**Work order:**
For this exercise, write out exactly the lines from the line containing "pub const VAR_TEMPERATURE: &str" through the last line of the records, and no other lines.

BEGIN Records for processing

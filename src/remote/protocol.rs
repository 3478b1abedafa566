//! Remote command protocol messages.
//!
//! Requests and responses are serde enums encoded with `postcard` and
//! carried in length-prefixed frames (see [`codec`](super::codec)).
//!
//! | Request                                  | Response                         |
//! |------------------------------------------|----------------------------------|
//! | `AuthChallenge`                          | `Challenge { session_id, nonce }`|
//! | `AuthVerify { session_id, tag }`         | `Authenticated`                  |
//! | `Call { function: "setRPM", argument }`  | `Return(1/-1/-2/-3)`             |
//! | `Get { variable: "temperature" }`        | `Float(°C)`                      |
//! | `Get { variable: "voltage" }`            | `Float(V)`                       |
//! | `Get { variable: "rpm" }`                | `Int(0..=255)`                   |
//!
//! `Call` and `Get` are refused with `Error(Unauthenticated)` until the
//! handshake in [`auth`](super::auth) completes.

use serde::{Deserialize, Serialize};

use crate::app::commands::MAX_ARG_LEN;
use crate::error::RemoteError;

use super::auth::{NONCE_LEN, TAG_LEN};

pub const FN_SET_RPM: &str = "setRPM";
pub const VAR_TEMPERATURE: &str = "temperature";
pub const VAR_VOLTAGE: &str = "voltage";
pub const VAR_RPM: &str = "rpm";

pub type Name = heapless::String<16>;

#[derive(Debug, Clone, PartialEq, Eq, Serialize, Deserialize)]
pub enum Request {
    AuthChallenge,
    AuthVerify {
        session_id: u32,
        tag: [u8; TAG_LEN],
    },
    Call {
        function: Name,
        argument: heapless::String<MAX_ARG_LEN>,
    },
    Get {
        variable: Name,
    },
}

#[derive(Debug, Clone, Copy, PartialEq, Serialize, Deserialize)]
pub enum Response {
    /// Integer result of a function call.
    Return(i32),
    Float(f32),
    Int(i32),
    Challenge {
        session_id: u32,
        nonce: [u8; NONCE_LEN],
    },
    Authenticated,
    Error(RemoteError),
}

pub fn decode_request(payload: &[u8]) -> Result<Request, RemoteError> {
    postcard::from_bytes(payload).map_err(|_| RemoteError::Malformed)
}

pub fn decode_response(payload: &[u8]) -> Result<Response, RemoteError> {
    postcard::from_bytes(payload).map_err(|_| RemoteError::Malformed)
}

/// Serialize into `buf`, returning the used prefix.
pub fn encode<'a, T: Serialize>(msg: &T, buf: &'a mut [u8]) -> Option<&'a mut [u8]> {
    postcard::to_slice(msg, buf).ok()
}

END Records for processing

**Task solution:**
pub const VAR_TEMPERATURE: &str = "temperature";
pub const VAR_VOLTAGE: &str = "voltage";
pub const VAR_RPM: &str = "rpm";

pub type Name = heapless::String<16>;

#[derive(Debug, Clone, PartialEq, Eq, Serialize, Deserialize)]
pub enum Request {
    AuthChallenge,
    AuthVerify {
        session_id: u32,
        tag: [u8; TAG_LEN],
    },
    Call {
        function: Name,
        argument: heapless::String<MAX_ARG_LEN>,
    },
    Get {
        variable: Name,
    },
}

#[derive(Debug, Clone, Copy, PartialEq, Serialize, Deserialize)]
pub enum Response {
    /// Integer result of a function call.
    Return(i32),
    Float(f32),
    Int(i32),
    Challenge {
        session_id: u32,
        nonce: [u8; NONCE_LEN],
    },
    Authenticated,
    Error(RemoteError),
}

pub fn decode_request(payload: &[u8]) -> Result<Request, RemoteError> {
    postcard::from_bytes(payload).map_err(|_| RemoteError::Malformed)
}

pub fn decode_response(payload: &[u8]) -> Result<Response, RemoteError> {
    postcard::from_bytes(payload).map_err(|_| RemoteError::Malformed)
}

/// Serialize into `buf`, returning the used prefix.
pub fn encode<'a, T: Serialize>(msg: &T, buf: &'a mut [u8]) -> Option<&'a mut [u8]> {
    postcard::to_slice(msg, buf).ok()
}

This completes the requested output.